Issue summary: View changes
Status: Needs review » Reviewed & tested by the community
Issue tags: -Contributed project blocker, -Needs benchmarks, -Needs issue summary update

The test that used to fail on 8.3.x indeed doesn't fail anymore on 8.4.x and later. It is not because of a PHP bug fix either as we see it passes on all the current versions - 7, 7.1 and 7.2.
The symfony components have been updated in 8.4.x to a newer version in #2712647: Update Symfony components to ~3.2, so most probably this is the reason for the test passing now.

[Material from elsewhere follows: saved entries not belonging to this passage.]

//! veil: blur sensitive regions that a vision model found in an image.
//!
//! The model itself is not called from here. `veil prompt` prints the
//! instruction to send along with the image; the model's answer is then
//! fed back through `--response` (a file, or `-` for stdin).
//!
//! # Usage
//!
//! ```text
//! veil prompt
//! veil detect photo.png --response answer.txt
//! veil preview photo.png --response answer.txt --output check.png
//! veil redact photo.png --response answer.txt --only 0,2
//! veil restore photo_backup.png
//! ```

#![allow(clippy::print_stdout, clippy::print_stderr)]

use std::fs;
use std::io;
use std::path::{Path, PathBuf};
use std::process::ExitCode;

use clap::{Args, Parser, Subcommand};
use serde::{Deserialize, Serialize};
use tracing_subscriber::EnvFilter;
use veil_io::{Config, RecordedResponse, Redactor, VeilError, detect_and_offer_redaction};
use veil_pipeline::{
    Detection, Dimensions, PipelineError, PixelRegion, annotate, codec, map_to_pixels,
};

/// Blur AI-detected sensitive regions in images, with automatic backup
/// and restore.
#[derive(Debug, Parser)]
#[command(name = "veil", version)]
struct Cli {
    /// Configuration file. Defaults to the platform config directory.
    #[arg(long, global = true)]
    config: Option<PathBuf>,

    /// Log debug output to stderr.
    #[arg(short, long, global = true)]
    verbose: bool,

    #[command(subcommand)]
    command: Command,
}

#[derive(Debug, Subcommand)]
enum Command {
    /// Print the detection prompt to send to the vision model.
    Prompt,

    /// List the detections in a captured model answer.
    Detect {
        /// Image the answer refers to.
        image: PathBuf,

        /// File holding the model's answer, or `-` for stdin.
        #[arg(long)]
        response: PathBuf,

        /// Print detections as JSON.
        #[arg(long)]
        json: bool,
    },

    /// Blur detections in place, backing up the original first.
    ///
    /// Concurrent operations on one file are only refused within a single
    /// process; do not run two `veil redact` or `veil restore` commands on
    /// the same image at once.
    Redact {
        /// Image to redact.
        image: PathBuf,

        #[command(flatten)]
        input: DetectionInput,

        /// Only redact these detection indices (as listed by `detect`).
        #[arg(long, value_delimiter = ',')]
        only: Vec<usize>,

        /// Blur intensity, overriding the configured value.
        #[arg(long)]
        intensity: Option<u32>,
    },

    /// Write a copy of the image with detections outlined.
    Preview {
        /// Image the answer refers to.
        image: PathBuf,

        /// File holding the model's answer, or `-` for stdin.
        #[arg(long)]
        response: PathBuf,

        /// Where to write the annotated image.
        #[arg(short, long)]
        output: PathBuf,
    },

    /// Put an original back from its backup and delete the backup.
    Restore {
        /// Backup file, e.g. `photo_backup.png`.
        backup: PathBuf,
    },
}

/// Where redaction targets come from.
#[derive(Debug, Args)]
#[group(required = true, multiple = false)]
struct DetectionInput {
    /// File holding the model's answer, or `-` for stdin.
    #[arg(long)]
    response: Option<PathBuf>,

    /// JSON array of detections (`box_2d`, `label`, `value`), or the
    /// output of `detect --json`.
    #[arg(long)]
    detections: Option<PathBuf>,
}

/// One entry of `detect --json` output.
#[derive(Debug, Serialize)]
struct ListedDetection<'a> {
    index: usize,
    detection: &'a Detection,
    region: Option<PixelRegion>,
}

/// One entry of a `--detections` file: either as listed by
/// `detect --json`, or a bare detection.
#[derive(Debug, Deserialize)]
#[serde(untagged)]
enum DetectionEntry {
    Listed { detection: Detection },
    Bare(Detection),
}

impl From<DetectionEntry> for Detection {
    fn from(entry: DetectionEntry) -> Self {
        match entry {
            DetectionEntry::Listed { detection } | DetectionEntry::Bare(detection) => detection,
        }
    }
}

#[derive(Debug, thiserror::Error)]
enum CliError {
    #[error(transparent)]
    Veil(#[from] VeilError),

    #[error(transparent)]
    Pipeline(#[from] PipelineError),

    #[error("cannot read {}: {source}", .path.display())]
    Read {
        path: PathBuf,
        #[source]
        source: io::Error,
    },

    #[error("invalid detections file {}: {source}", .path.display())]
    Detections {
        path: PathBuf,
        #[source]
        source: serde_json::Error,
    },

    #[error("cannot write preview {}: {source}", .path.display())]
    Preview {
        path: PathBuf,
        #[source]
        source: image::ImageError,
    },

    #[error("cannot serialize output: {0}")]
    Output(#[from] serde_json::Error),

    #[error("detection index {index} is out of range ({count} detections)")]
    IndexOutOfRange { index: usize, count: usize },
}

fn main() -> ExitCode {
    let cli = Cli::parse();
    init_tracing(cli.verbose);

    match run(cli) {
        Ok(()) => ExitCode::SUCCESS,
        Err(e) => {
            eprintln!("Error: {e}");
            ExitCode::FAILURE
        }
    }
}

/// Logs go to stderr so stdout stays clean for `--json` and `prompt`.
fn init_tracing(verbose: bool) {
    let filter = if verbose {
        EnvFilter::new("debug")
    } else {
        EnvFilter::try_from_default_env().unwrap_or_else(|_| EnvFilter::new("info"))
    };
    tracing_subscriber::fmt()
        .with_env_filter(filter)
        .with_writer(io::stderr)
        .init();
}

fn run(cli: Cli) -> Result<(), CliError> {
    let config = Config::load(cli.config.as_deref())?;
    tracing::debug!(?config, "configuration loaded");

    match cli.command {
        Command::Prompt => {
            println!("{}", config.detection_prompt());
            Ok(())
        }
        Command::Detect {
            image,
            response,
            json,
        } => run_detect(&config, &image, &response, json),
        Command::Redact {
            image,
            input,
            only,
            intensity,
        } => run_redact(&config, &image, &input, &only, intensity),
        Command::Preview {
            image,
            response,
            output,
        } => run_preview(&config, &image, &response, &output),
        Command::Restore { backup } => {
            let original = Redactor::new(config.redaction()).restore_from_backup(&backup)?;
            println!("Restored {}", original.display());
            Ok(())
        }
    }
}

fn run_detect(config: &Config, image: &Path, response: &Path, json: bool) -> Result<(), CliError> {
    let detections = detections_from_answer(config, image, response)?;
    let dimensions = codec::decode(&read_bytes(image)?)?.dimensions();

    if json {
        println!("{}", detections_json(&detections, dimensions)?);
        return Ok(());
    }

    if detections.is_empty() {
        println!("No sensitive data found");
        return Ok(());
    }

    println!(
        "{} detection(s) in {} ({}x{}):",
        detections.len(),
        image.display(),
        dimensions.width,
        dimensions.height,
    );
    for (index, detection) in detections.iter().enumerate() {
        match map_to_pixels(&detection.normalized_box, dimensions) {
            Some(region) => println!("  [{index}] {}  {region}", detection.display_label()),
            None => println!("  [{index}] {}  (no valid region)", detection.display_label()),
        }
    }
    Ok(())
}

fn run_redact(
    config: &Config,
    image: &Path,
    input: &DetectionInput,
    only: &[usize],
    intensity: Option<u32>,
) -> Result<(), CliError> {
    let detections = match (&input.response, &input.detections) {
        (Some(response), _) => detections_from_answer(config, image, response)?,
        (None, Some(path)) => detections_from_file(path)?,
        (None, None) => Vec::new(),
    };
    if detections.is_empty() {
        println!("No sensitive data found");
        return Ok(());
    }

    let selected = select(detections, only)?;
    let mut redaction = config.redaction();
    if let Some(intensity) = intensity {
        redaction.blur_intensity = intensity;
    }

    let report = Redactor::new(redaction).redact(image, &selected)?;
    if report.regions_redacted() == 0 {
        println!(
            "No valid regions among {} detection(s); {} left unchanged",
            selected.len(),
            image.display(),
        );
    } else {
        println!(
            "Redacted {} region(s) in {}",
            report.regions_redacted(),
            image.display(),
        );
    }
    let state = if report.backup.is_created() {
        "created"
    } else {
        "kept existing"
    };
    println!("Backup: {} ({state})", report.backup.path().display());
    Ok(())
}

fn run_preview(
    config: &Config,
    image: &Path,
    response: &Path,
    output: &Path,
) -> Result<(), CliError> {
    let detections = detections_from_answer(config, image, response)?;
    let decoded = codec::decode(&read_bytes(image)?)?;
    let annotated = annotate(&decoded.to_rgba8(), &detections, config.preview);
    annotated.save(output).map_err(|source| CliError::Preview {
        path: output.to_path_buf(),
        source,
    })?;
    eprintln!(
        "Preview with {} detection(s) written to {}",
        detections.len(),
        output.display(),
    );
    Ok(())
}

/// Replay a captured model answer through the detection seam.
fn detections_from_answer(
    config: &Config,
    image: &Path,
    response: &Path,
) -> Result<Vec<Detection>, CliError> {
    let answer = RecordedResponse::new(read_text(response)?);
    Ok(detect_and_offer_redaction(
        &answer,
        image,
        &config.detection_prompt(),
    )?)
}

/// Render detections with their index and pixel region, as read back by
/// [`detections_from_file`].
fn detections_json(
    detections: &[Detection],
    dimensions: Dimensions,
) -> Result<String, serde_json::Error> {
    let listed: Vec<ListedDetection<'_>> = detections
        .iter()
        .enumerate()
        .map(|(index, detection)| ListedDetection {
            index,
            detection,
            region: map_to_pixels(&detection.normalized_box, dimensions),
        })
        .collect();
    serde_json::to_string_pretty(&listed)
}

fn detections_from_file(path: &Path) -> Result<Vec<Detection>, CliError> {
    let entries: Vec<DetectionEntry> =
        serde_json::from_str(&read_text(path)?).map_err(|source| CliError::Detections {
            path: path.to_path_buf(),
            source,
        })?;
    Ok(entries.into_iter().map(Detection::from).collect())
}

/// Keep only the detections at `only`, in the order given. Empty means
/// keep everything.
fn select(detections: Vec<Detection>, only: &[usize]) -> Result<Vec<Detection>, CliError> {
    if only.is_empty() {
        return Ok(detections);
    }
    only.iter()
        .map(|&index| {
            detections
                .get(index)
                .cloned()
                .ok_or(CliError::IndexOutOfRange {
                    index,
                    count: detections.len(),
                })
        })
        .collect()
}

fn read_text(path: &Path) -> Result<String, CliError> {
    let read = if path == Path::new("-") {
        io::read_to_string(io::stdin())
    } else {
        fs::read_to_string(path)
    };
    read.map_err(|source| CliError::Read {
        path: path.to_path_buf(),
        source,
    })
}

fn read_bytes(path: &Path) -> Result<Vec<u8>, CliError> {
    fs::read(path).map_err(|source| CliError::Read {
        path: path.to_path_buf(),
        source,
    })
}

Let's still get in the the test from #38, as the PHP bug will not be fixed soon. RTBCing it for that.

@vaplas++

hchonov’s picture

Priority: Major » Normal

Oh and this is not major anymore.

mkalkbrenner’s picture

I did a quick test and can confirm that exported Solr Field Type configs can be re-imported now.

alexpott’s picture

How about filing a PR to add this to Symfony's Yaml test suite? I'm not sure we should be added tests in our code for bugs in our dependencies.

neclimdul’s picture

That is a good point. Technically we're testing our wrapper but since its not testing any code we've actually implemented it does feel like something for their test suite.

alexpott’s picture

Status: Reviewed & tested by the community » Closed (outdated)
hchonov’s picture

@alexpott++, thank you for the findings.